- [WORK TASK]
Keep every line in which "kind" occurs and drop the rest of the data.

--------------------------------------------------

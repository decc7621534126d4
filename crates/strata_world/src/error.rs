//! # World Error Types
//!
//! All errors that can occur while simulating a world.
//!
//! [`ValidationError`] is the client-facing subset: its `Display` form is
//! the stable error code sent back to the player in an `ERROR` packet.

use strata_persistence::PersistenceError;
use strata_procedural::WorkerError;
use strata_shared::{ChunkAddr, PlayerId};
use thiserror::Error;

/// Rejected player interactions.
#[derive(Error, Debug, Clone, Copy, PartialEq, Eq)]
pub enum ValidationError {
    /// Target coordinates are not integral.
    #[error("error_invalid_block_pos")]
    InvalidBlockPos,

    /// Face normal is not a unit axis vector.
    #[error("error_invalid_pos_n")]
    InvalidPosN,

    /// A destination voxel cannot be replaced.
    #[error("error_block_cannot_be_replace")]
    BlockCannotBeReplace,

    /// The expected block is not there.
    #[error("error_block_not_found")]
    BlockNotFound,

    /// Beds only work at night.
    #[error("error_no_time_to_sleep")]
    NoTimeToSleep,

    /// Only one bucket fill per interaction.
    #[error("error_put_already")]
    PutAlready,

    /// Target is out of reach.
    #[error("error_too_far")]
    TooFar,

    /// Target lies in a chunk that is not loaded.
    #[error("error_chunk_not_loaded")]
    ChunkNotLoaded,

    /// Sign text exceeds the allowed length.
    #[error("error_sign_text_too_long")]
    SignTextTooLong,
}

impl ValidationError {
    /// Stable error code.
    #[must_use]
    pub fn code(self) -> String {
        self.to_string()
    }
}

/// Failure to deliver packets to one player.
#[derive(Error, Debug, Clone, PartialEq, Eq)]
#[error("connection of player {player} closed")]
pub struct ConnectionError {
    /// Player whose connection failed.
    pub player: PlayerId,
}

/// Errors that can occur in the world simulation.
#[derive(Error, Debug)]
pub enum WorldError {
    /// A player interaction was rejected.
    #[error("validation failed: {0}")]
    Validation(#[from] ValidationError),

    /// Storage failed; the interaction was rolled back.
    #[error("persistence failed: {0}")]
    Persistence(#[from] PersistenceError),

    /// Configuration could not be read or is invalid.
    #[error("invalid configuration: {0}")]
    Config(String),

    /// Mob type is not registered.
    #[error("unknown mob type: {0}")]
    UnknownMobType(String),

    /// Skin does not exist for the mob type.
    #[error("unknown skin {skin} for mob type {kind}")]
    UnknownSkin {
        /// Mob type
        kind: String,
        /// Requested skin
        skin: String,
    },

    /// Chunk is not loaded.
    #[error("chunk not found: {0}")]
    ChunkNotFound(ChunkAddr),

    /// Player is not connected.
    #[error("player not found: {0}")]
    PlayerNotFound(PlayerId),

    /// Mob is not loaded.
    #[error("mob not found: {0}")]
    MobNotFound(u64),

    /// The generation worker failed.
    #[error("generation worker: {0}")]
    Worker(#[from] WorkerError),
}

/// Result type for world operations.
pub type WorldResult<T> = Result<T, WorldError>;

--------------------------------------------------

- [ANSWER TO THIS TASK]
    #[error("unknown skin {skin} for mob type {kind}")]
        kind: String,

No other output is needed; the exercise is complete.